Given information Start Marker

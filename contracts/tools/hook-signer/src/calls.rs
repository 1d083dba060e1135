//! JSON batch input.

use std::{fs, path::Path};

use alloy_primitives::{Address, Bytes, U256};
use anyhow::{Context, Result};
use serde::Deserialize;

use hook_account::Call;

/// One entry of the calls file.
#[derive(Debug, Deserialize)]
#[serde(rename_all = "camelCase")]
pub struct CallSpec {
    pub target: Address,
    #[serde(default)]
    pub value: U256,
    #[serde(default)]
    pub data: Bytes,
    #[serde(default)]
    pub allow_failure: bool,
}

impl From<CallSpec> for Call {
    fn from(spec: CallSpec) -> Self {
        Call {
            target: spec.target,
            value: spec.value,
            callData: spec.data,
            allowFailure: spec.allow_failure,
        }
    }
}

pub fn parse_calls(json: &str) -> Result<Vec<Call>> {
    let specs: Vec<CallSpec> = serde_json::from_str(json).context("calls must be a JSON array")?;
    Ok(specs.into_iter().map(Call::from).collect())
}

pub fn read_calls(path: &Path) -> Result<Vec<Call>> {
    let json = fs::read_to_string(path)
        .with_context(|| format!("failed to read calls file {}", path.display()))?;
    parse_calls(&json)
}
//! Deterministic per-owner account provisioning.
//!
//! The account of `owner` lives at the CREATE2 address derived from the registry address, the
//! owner-derived salt and the shell template. It can be computed before anything is deployed;
//! deployment is lazy and happens at most once per owner.

use std::sync::Arc;

use alloy_primitives::{Address, Bytes, B256, U256};
use alloy_sol_types::{SolCall, SolInterface, SolValue};
use tracing::debug;

use hook_account_types::{
    abi::{
        self,
        IAccountRegistry::IAccountRegistryCalls,
        IHookAccount::{executeHooks_0Call, executeHooks_1Call, initializeCall},
    },
    Call,
};

use crate::{
    shell::AccountShell,
    vm::{create2_address, Contract, Frame, Revert, Vm},
};

/// Salt binding an account to its owner: the owner address left-padded to 32 bytes.
pub fn owner_salt(owner: Address) -> B256 {
    let mut salt = [0u8; 32];
    salt[12..32].copy_from_slice(owner.as_slice());
    B256::from(salt)
}

/// Address of `owner`'s account under `registry` for the given shell template.
pub fn account_address(registry: Address, owner: Address, shell: &AccountShell) -> Address {
    create2_address(registry, owner_salt(owner), shell.init_code_hash())
}

#[derive(Clone, Copy, Debug)]
pub struct AccountRegistry {
    /// Logic every new account is initialised with.
    implementation: Address,
    shell: AccountShell,
}

impl AccountRegistry {
    pub fn new(implementation: Address) -> Self {
        Self::with_shell(implementation, AccountShell::delegating())
    }

    pub fn with_shell(implementation: Address, shell: AccountShell) -> Self {
        Self {
            implementation,
            shell,
        }
    }

    pub fn implementation(&self) -> Address {
        self.implementation
    }

    pub fn shell(&self) -> AccountShell {
        self.shell
    }

    /// Deploy and initialise `owner`'s account unless it already exists.
    ///
    /// The registry becomes the account's trusted executor.
    fn ensure_account(&self, vm: &mut Vm, registry: Address, owner: Address) -> Result<Address, Revert> {
        let account = account_address(registry, owner, &self.shell);
        if vm.has_code(account) {
            return Ok(account);
        }

        let deployed = vm.create2(
            registry,
            owner_salt(owner),
            Arc::new(self.shell),
            self.shell.init_code_hash(),
        )?;
        debug_assert_eq!(deployed, account);

        let init = initializeCall {
            implementation: self.implementation,
            admin: owner,
            trustedExecutor: registry,
            calls: Vec::new(),
        };
        vm.call(registry, account, U256::ZERO, &init.abi_encode())?;
        vm.emit(registry, &abi::AccountCreated { owner, account });
        debug!(%registry, %owner, %account, "account created");
        Ok(account)
    }

    /// Provision `owner`'s account if needed, then forward the signed batch to it.
    ///
    /// Runs inside the registry's frame, so a failure anywhere also undoes the deployment.
    fn execute_hooks(
        &self,
        vm: &mut Vm,
        frame: &Frame,
        owner: Address,
        forward: Vec<u8>,
    ) -> Result<Bytes, Revert> {
        let account = self.ensure_account(vm, frame.address, owner)?;
        vm.call(frame.address, account, frame.value, &forward)
    }
}

impl Contract for AccountRegistry {
    fn name(&self) -> &'static str {
        "AccountRegistry"
    }

    fn call(&self, vm: &mut Vm, frame: &Frame, input: &[u8]) -> Result<Bytes, Revert> {
        let decoded = IAccountRegistryCalls::abi_decode(input, true).map_err(|_| Revert::empty())?;
        match decoded {
            IAccountRegistryCalls::addressFor(c) => {
                let account = account_address(frame.address, c.owner, &self.shell);
                Ok(account.abi_encode().into())
            }
            IAccountRegistryCalls::accountImplementation(_) => {
                Ok(self.implementation.abi_encode().into())
            }
            IAccountRegistryCalls::executeHooks_0(c) => {
                let forward = executeHooks_0Call {
                    calls: c.calls,
                    nonce: c.nonce,
                    signature: c.signature,
                };
                self.execute_hooks(vm, frame, c.owner, forward.abi_encode())
            }
            IAccountRegistryCalls::executeHooks_1(c) => {
                let forward = executeHooks_1Call {
                    calls: c.calls,
                    nonce: c.nonce,
                    v: c.v,
                    r: c.r,
                    s: c.s,
                };
                self.execute_hooks(vm, frame, c.owner, forward.abi_encode())
            }
        }
    }
}

/// ABI-encoded registry call carrying a packed signature.
pub fn encode_execute_hooks(calls: Vec<Call>, nonce: B256, owner: Address, signature: Bytes) -> Vec<u8> {
    abi::IAccountRegistry::executeHooks_0Call {
        calls,
        nonce,
        owner,
        signature,
    }
    .abi_encode()
}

Given information End Marker

(What needs to be done)
Please reproduce, exactly as written, the lines of the records from the first line through the one containing "pub fn parse_calls(json: &str)".

(Result of the task)
filename contracts/tools/hook-signer/src/calls.rs
repository 1d083dba060e1135
//! JSON batch input.

use std::{fs, path::Path};

use alloy_primitives::{Address, Bytes, U256};
use anyhow::{Context, Result};
use serde::Deserialize;

use hook_account::Call;

/// One entry of the calls file.
#[derive(Debug, Deserialize)]
#[serde(rename_all = "camelCase")]
pub struct CallSpec {
    pub target: Address,
    #[serde(default)]
    pub value: U256,
    #[serde(default)]
    pub data: Bytes,
    #[serde(default)]
    pub allow_failure: bool,
}

impl From<CallSpec> for Call {
    fn from(spec: CallSpec) -> Self {
        Call {
            target: spec.target,
            value: spec.value,
            callData: spec.data,
            allowFailure: spec.allow_failure,
        }
    }
}

pub fn parse_calls(json: &str) -> Result<Vec<Call>> {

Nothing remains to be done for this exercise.